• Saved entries
+ + +

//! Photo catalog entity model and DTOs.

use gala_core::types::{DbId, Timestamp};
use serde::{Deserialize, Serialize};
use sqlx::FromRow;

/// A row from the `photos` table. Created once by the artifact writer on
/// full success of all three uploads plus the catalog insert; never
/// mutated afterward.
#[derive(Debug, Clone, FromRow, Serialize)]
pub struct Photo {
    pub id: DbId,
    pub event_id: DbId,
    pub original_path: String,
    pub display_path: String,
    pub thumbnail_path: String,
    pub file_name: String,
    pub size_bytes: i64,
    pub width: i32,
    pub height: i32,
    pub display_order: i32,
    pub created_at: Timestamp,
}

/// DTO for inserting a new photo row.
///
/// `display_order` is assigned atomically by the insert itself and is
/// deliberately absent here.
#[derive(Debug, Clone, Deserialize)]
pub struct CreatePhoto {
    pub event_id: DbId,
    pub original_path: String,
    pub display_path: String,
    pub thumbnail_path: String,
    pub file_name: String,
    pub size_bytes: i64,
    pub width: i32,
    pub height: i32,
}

+ + +

• Exercise
Reproduce all the entries above. Match them exactly.

• Your response
//! Photo catalog entity model and DTOs.

use gala_core::types::{DbId, Timestamp};
use serde::{Deserialize, Serialize};
use sqlx::FromRow;

/// A row from the `photos` table. Created once by the artifact writer on
/// full success of all three uploads plus the catalog insert; never
/// mutated afterward.
#[derive(Debug, Clone, FromRow, Serialize)]
pub struct Photo {
    pub id: DbId,
    pub event_id: DbId,
    pub original_path: String,
    pub display_path: String,
    pub thumbnail_path: String,
    pub file_name: String,
    pub size_bytes: i64,
    pub width: i32,
    pub height: i32,
    pub display_order: i32,
    pub created_at: Timestamp,
}

/// DTO for inserting a new photo row.
///
/// `display_order` is assigned atomically by the insert itself and is
/// deliberately absent here.
#[derive(Debug, Clone, Deserialize)]
pub struct CreatePhoto {
    pub event_id: DbId,
    pub original_path: String,
    pub display_path: String,
    pub thumbnail_path: String,
    pub file_name: String,
    pub size_bytes: i64,
    pub width: i32,
    pub height: i32,
}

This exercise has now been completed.